The presence of JAK mutations in this cohort was significantly associated with alterations of IKZF1 and CDKN2A/CDKN2B (Table S2). IKZF1 deletions or mutations were present in 14 (70%) _JAK_-mutated cases (and in 14 of 16 cases with JAK2 mutations) but in only 25.7% of cases that lacked a JAK mutation (P = 0.0001). JAK mutations were also associated with CDKN2A/B deletion (70% vs. 47%, P = 0.06). An increased frequency of copy number alterations at or flanking the IL3RA/CSF2RA/CRLF2 locus at the pseudoautosomal region of Xp22.3/Yp11.3 was also observed in _JAK_-mutated cases (45.0% vs. 4.2%; P < 0.0001). A trend to a significantly higher presenting leukocyte count in JAK-mutated cases was observed (158 × 109/L vs. 101 × 109/L; P = 0.06), but there was no difference in age of presentation.

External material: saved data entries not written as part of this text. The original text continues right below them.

//! Voice state for real-time audio mixing.
//!
//! A [`Voice`] is one fixed slot of the [`RtMixer`](crate::audio_engine::mixer::RtMixer):
//! the clip it plays, its read head, and the gain stages applied to it. Voices
//! live on the audio thread; the UI addresses them by
//! [`ResourceHandle`](crate::audio_engine::engine::ResourceHandle).

use rtrb::Producer;

use crate::audio_engine::engine::{PlayEpoch, RampId};
use crate::messages::SampleBuffer;

/// A running linear ramp of the fade envelope, counted in output frames.
#[derive(Debug, Clone, Copy, PartialEq)]
pub struct GainRamp {
    pub id: RampId,
    pub target: f32,
    pub step: f32,
    pub remaining: u64,
}

/// One voice slot.
pub struct Voice {
    /// Generation of the handle that currently owns the slot.
    pub generation: u32,

    /// Whether the slot is claimed by a live handle.
    pub claimed: bool,

    /// The clip being played, once loaded.
    pub sample: Option<SampleBuffer>,

    /// Read head in frames. Clips arrive at the output rate, so it advances by
    /// one per output frame.
    pub position: usize,

    pub playing: bool,

    /// Epoch of the play command that started the current run; reported with
    /// `ended` so stale end notifications can be told apart.
    pub epoch: PlayEpoch,
    pub looping: bool,

    /// Set when a non-looping clip reaches its end; cleared by the mixer once
    /// reported.
    pub ended: bool,

    /// Slot volume stage (0.0 to 1.0).
    pub volume: f32,

    /// Balance (-1.0 to 1.0).
    pub pan: f32,

    /// Fade envelope stage (0.0 to 1.0).
    pub gain: f32,

    pub ramp: Option<GainRamp>,

    /// Metering tap receiving the post-gain mono signal.
    pub tap: Option<Producer<f32>>,
}

impl Default for Voice {
    fn default() -> Self {
        Self::new()
    }
}

impl Voice {
    /// An idle, unclaimed voice.
    pub fn new() -> Self {
        Self {
            generation: 0,
            claimed: false,
            sample: None,
            position: 0,
            playing: false,
            epoch: PlayEpoch::default(),
            looping: false,
            ended: false,
            volume: 1.0,
            pan: 0.0,
            gain: 0.0,
            ramp: None,
            tap: None,
        }
    }

    /// Claims the slot for `generation`, resetting every parameter.
    pub fn claim(&mut self, generation: u32) {
        *self = Self::new();
        self.generation = generation;
        self.claimed = true;
    }

    /// Returns the slot to the idle pool. Keeps the generation so late
    /// commands for the released handle still miss.
    pub fn release(&mut self) {
        let generation = self.generation;
        *self = Self::new();
        self.generation = generation;
    }

    pub fn owned_by(&self, generation: u32) -> bool {
        self.claimed && self.generation == generation
    }

    /// Installs a decoded clip and rewinds.
    pub fn load(&mut self, sample: SampleBuffer) {
        self.position = 0;
        self.sample = Some(sample);
    }

    /// Current read head in seconds of the clip.
    pub fn position_sec(&self) -> f64 {
        match &self.sample {
            Some(sample) if sample.sample_rate > 0 => {
                self.position as f64 / f64::from(sample.sample_rate)
            }
            _ => 0.0,
        }
    }

    pub fn seek(&mut self, seconds: f64) {
        let Some(sample) = &self.sample else {
            return;
        };
        let frames = sample.frames();
        let target = if seconds.is_finite() {
            (seconds.max(0.0) * f64::from(sample.sample_rate)).round() as usize
        } else {
            0
        };
        self.position = target.min(frames);
    }

    pub fn halt(&mut self) {
        self.playing = false;
        self.position = 0;
    }

    pub fn set_gain(&mut self, gain: f32) {
        self.ramp = None;
        self.gain = gain;
    }

    /// Starts a ramp from `from` to `to` over `frames` output frames.
    pub fn start_ramp(&mut self, id: RampId, from: f32, to: f32, frames: u64) {
        if frames == 0 {
            self.set_gain(to);
            return;
        }
        self.gain = from;
        self.ramp = Some(GainRamp {
            id,
            target: to,
            step: (to - from) / frames as f32,
            remaining: frames,
        });
    }

    /// Freezes the envelope if `id` is the running ramp.
    pub fn cancel_ramp(&mut self, id: RampId) {
        if self.ramp.is_some_and(|ramp| ramp.id == id) {
            self.ramp = None;
        }
    }

    /// Advances the envelope by one output frame and returns the gain to use
    /// for that frame.
    pub fn next_gain(&mut self) -> f32 {
        let gain = self.gain;
        if let Some(ramp) = &mut self.ramp {
            ramp.remaining -= 1;
            if ramp.remaining == 0 {
                self.gain = ramp.target;
                self.ramp = None;
            } else {
                self.gain = (self.gain + ramp.step).clamp(0.0, 1.0);
            }
        }
        gain
    }

    /// Left and right multipliers of the balance control; unity at centre.
    pub fn pan_gains(&self) -> (f32, f32) {
        let pan = self.pan.clamp(-1.0, 1.0);
        ((1.0 - pan).min(1.0), (1.0 + pan).min(1.0))
    }
}
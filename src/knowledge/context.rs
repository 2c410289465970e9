//! 知识上下文：一次请求内的检索、去重、截断与可信度评分

use std::collections::{BTreeMap, HashSet};

use serde::Serialize;

use crate::knowledge::confidence::{score_confidence, ConfidenceTier};
use crate::knowledge::provider::{KnowledgeError, KnowledgeProvider, RawKnowledge};

/// 单个片段保留的最大字符数
pub const MAX_SNIPPET_CHARS: usize = 500;

/// 评过分的知识片段
#[derive(Debug, Clone, PartialEq, Serialize)]
pub struct KnowledgeSnippet {
    pub content: String,
    pub source: String,
    pub confidence: f64,
    pub tier: ConfidenceTier,
}

impl KnowledgeSnippet {
    pub fn from_raw(raw: &RawKnowledge) -> Self {
        let confidence = score_confidence(&raw.source, &raw.content, raw.is_local_file());
        Self {
            content: truncate_chars(&raw.content, MAX_SNIPPET_CHARS),
            source: raw.source.clone(),
            confidence,
            tier: ConfidenceTier::from_score(confidence),
        }
    }
}

/// 一次请求的知识上下文
#[derive(Debug, Clone, Default, Serialize)]
pub struct KnowledgeContext {
    pub topic: String,
    pub snippets: Vec<KnowledgeSnippet>,
    /// 来源 → 片段数
    pub source_summary: BTreeMap<String, usize>,
}

impl KnowledgeContext {
    pub fn empty(topic: &str) -> Self {
        Self {
            topic: topic.to_string(),
            ..Self::default()
        }
    }

    pub fn is_empty(&self) -> bool {
        self.snippets.is_empty()
    }

    /// 前 n 个片段
    pub fn top(&self, n: usize) -> &[KnowledgeSnippet] {
        &self.snippets[..n.min(self.snippets.len())]
    }

    pub fn sources_count(&self) -> usize {
        self.source_summary.len()
    }
}

/// 超过 max 个字符时截断并追加 "..."
pub fn truncate_chars(text: &str, max: usize) -> String {
    if text.chars().count() <= max {
        return text.to_string();
    }
    let mut out: String = text.chars().take(max).collect();
    out.push_str("...");
    out
}

/// 查询主题本身及「主题 + 角色名」，合并去重后保留前 max_snippets 个
///
/// 主题查询失败返回错误；角色查询失败只记录日志。
pub async fn gather_context(
    provider: &dyn KnowledgeProvider,
    topic: &str,
    characters: &[String],
    top_k: usize,
    max_snippets: usize,
) -> Result<KnowledgeContext, KnowledgeError> {
    if !provider.enabled() {
        return Ok(KnowledgeContext::empty(topic));
    }

    let mut raw = provider.search(topic, top_k).await?;
    for name in characters {
        let query = format!("{} {}", topic, name);
        match provider.search(&query, top_k).await {
            Ok(items) => raw.extend(items),
            Err(e) => tracing::warn!(query = %query, error = %e, "Character knowledge query failed, skipped"),
        }
    }

    let mut seen = HashSet::new();
    let mut context = KnowledgeContext::empty(topic);
    for item in raw {
        if context.snippets.len() >= max_snippets {
            break;
        }
        if !seen.insert(item.content.clone()) {
            continue;
        }
        let snippet = KnowledgeSnippet::from_raw(&item);
        *context.source_summary.entry(snippet.source.clone()).or_insert(0) += 1;
        context.snippets.push(snippet);
    }

    tracing::info!(
        topic = %topic,
        snippets = context.snippets.len(),
        sources = context.sources_count(),
        "Knowledge context gathered"
    );
    Ok(context)
}

#[cfg(test)]
mod tests {
    use super::*;
    use async_trait::async_trait;

    /// 对任意查询返回同一组结果；含 fail_marker 的查询失败
    struct FixedProvider {
        items: Vec<RawKnowledge>,
        fail_marker: Option<&'static str>,
    }

    #[async_trait]
    impl KnowledgeProvider for FixedProvider {
        async fn search(&self, query: &str, top_k: usize) -> Result<Vec<RawKnowledge>, KnowledgeError> {
            if let Some(marker) = self.fail_marker {
                if query.contains(marker) {
                    return Err(KnowledgeError::Search("down".to_string()));
                }
            }
            Ok(self.items.iter().take(top_k).cloned().collect())
        }
    }

    fn items(n: usize) -> Vec<RawKnowledge> {
        (0..n)
            .map(|i| RawKnowledge::new(format!("片段{}", i), format!("source-{}", i % 2)))
            .collect()
    }

    #[tokio::test]
    async fn test_dedupes_and_counts_sources() {
        let provider = FixedProvider { items: items(3), fail_marker: None };
        let cast = vec!["A".to_string(), "B".to_string()];
        let ctx = gather_context(&provider, "话题", &cast, 3, 8).await.unwrap();
        assert_eq!(ctx.snippets.len(), 3);
        assert_eq!(ctx.source_summary.get("source-0"), Some(&2));
        assert_eq!(ctx.sources_count(), 2);
    }

    #[tokio::test]
    async fn test_max_snippets() {
        let provider = FixedProvider { items: items(20), fail_marker: None };
        let ctx = gather_context(&provider, "话题", &[], 20, 8).await.unwrap();
        assert_eq!(ctx.snippets.len(), 8);
    }

    #[tokio::test]
    async fn test_primary_failure_is_error_character_failure_is_skipped() {
        let provider = FixedProvider { items: items(2), fail_marker: Some("话题") };
        assert!(gather_context(&provider, "话题", &[], 3, 8).await.is_err());

        let provider = FixedProvider { items: items(2), fail_marker: Some("B") };
        let cast = vec!["A".to_string(), "B".to_string()];
        let ctx = gather_context(&provider, "话题", &cast, 3, 8).await.unwrap();
        assert_eq!(ctx.snippets.len(), 2);
    }

    #[test]
    fn test_truncate() {
        let long = "字".repeat(600);
        let cut = truncate_chars(&long, MAX_SNIPPET_CHARS);
        assert_eq!(cut.chars().count(), 503);
        assert!(cut.ends_with("..."));
        assert_eq!(truncate_chars("短", 500), "短");
    }
}
//! Podscript - 有状态的播客剧本生成引擎
//!
//! 模块划分：
//! - **analysis**: 背景素材分析（LLM + 重试 + 模板回退）
//! - **config**: 应用配置加载（TOML + 环境变量）
//! - **core**: 错误与恢复、生成状态、指纹缓存
//! - **knowledge**: 知识检索接口、本地知识库、可信度评分
//! - **llm**: LLM 客户端抽象与实现（OpenAI 兼容 / 模板回退 / Mock）
//! - **observability**: tracing 初始化
//! - **script**: prompt、解析修复、结构规划、内容生成、校验与生成状态机
//! - **text**: 舞台指示清理

pub mod analysis;
pub mod config;
pub mod core;
pub mod knowledge;
pub mod llm;
pub mod observability;
pub mod script;
pub mod text;

pub use script::{PodcastRequest, PodcastScript, ScriptEngine, ScriptEvent};
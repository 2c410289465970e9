//! 剧本生成错误类型与恢复动作
//!
//! 与 RecoveryEngine 配合：根据 ScriptError 与所处阶段决定 Abort / StopLoop / UseDefault / Degrade。

use thiserror::Error;

use crate::knowledge::KnowledgeError;
use crate::llm::LlmError;
use crate::script::parser::ParseError;

/// 剧本生成过程中可能出现的错误（请求校验、LLM、解析、知识检索、素材分析）
#[derive(Error, Debug)]
pub enum ScriptError {
    #[error("Invalid request: {0}")]
    InvalidRequest(String),

    #[error("LLM error: {0}")]
    Llm(#[from] LlmError),

    /// 模型输出经过全部修复步骤后仍不是合法的对话 JSON
    #[error("Prompt format error: {0}")]
    PromptFormat(#[from] ParseError),

    #[error("Knowledge unavailable: {0}")]
    KnowledgeUnavailable(String),

    #[error("Material analysis failed: {0}")]
    AnalysisFailure(String),

    /// 开场生成失败：没有开场就没有剧本，直接向调用方返回
    #[error("Opening generation failed: {0}")]
    TotalFailure(#[source] Box<ScriptError>),

    #[error("Config error: {0}")]
    Config(String),
}

impl From<KnowledgeError> for ScriptError {
    fn from(err: KnowledgeError) -> Self {
        ScriptError::KnowledgeUnavailable(err.to_string())
    }
}

impl From<config::ConfigError> for ScriptError {
    fn from(err: config::ConfigError) -> Self {
        ScriptError::Config(err.to_string())
    }
}

/// 恢复引擎根据错误与阶段给出的建议动作
#[derive(Debug, Clone, PartialEq, Eq)]
pub enum RecoveryAction {
    /// 终止整个请求（开场失败、请求非法）
    Abort,
    /// 结束生成循环，保留已累积的对话
    StopLoop,
    /// 用默认内容替代（规划模板、默认结束语、默认道别）
    UseDefault,
    /// 降级继续：空知识上下文 / 跳过素材分析
    Degrade,
}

Structural Modeling of JAK Mutations.

The JAK pseudokinase domain is thought to negatively regulate activity of the kinase domain (18) and may mediate protein–protein interactions (1921). JAK2 I682 and R683 map to the junction between the N and C lobes of the pseudokinase domain (Fig. S3_A_). All 4 pseudokinase domain mutations identified affect these residues and are predicted to influence the structure and dynamics of the loops that pack together at the interlobe interface, and this may result in a loss of the inhibitory activity of the pseudokinase domain. Accordingly, the R683G and R683S mutations result in the activation of the tyrosine kinase activity of JAK2 (10, 11). R867Q and D873N map to the β2-β3 loop of the kinase domain and are predicted to alter surface electrostatic properties of this region (Fig. S3_B_). The P933 residue lies in the JAK2 kinase hinge region, adjacent to the ATP-binding site (22), and is thought to impart rigidity to this hinge that may be important for catalytic activity. These data suggest that the kinase mutations may lead to enhanced kinase activity.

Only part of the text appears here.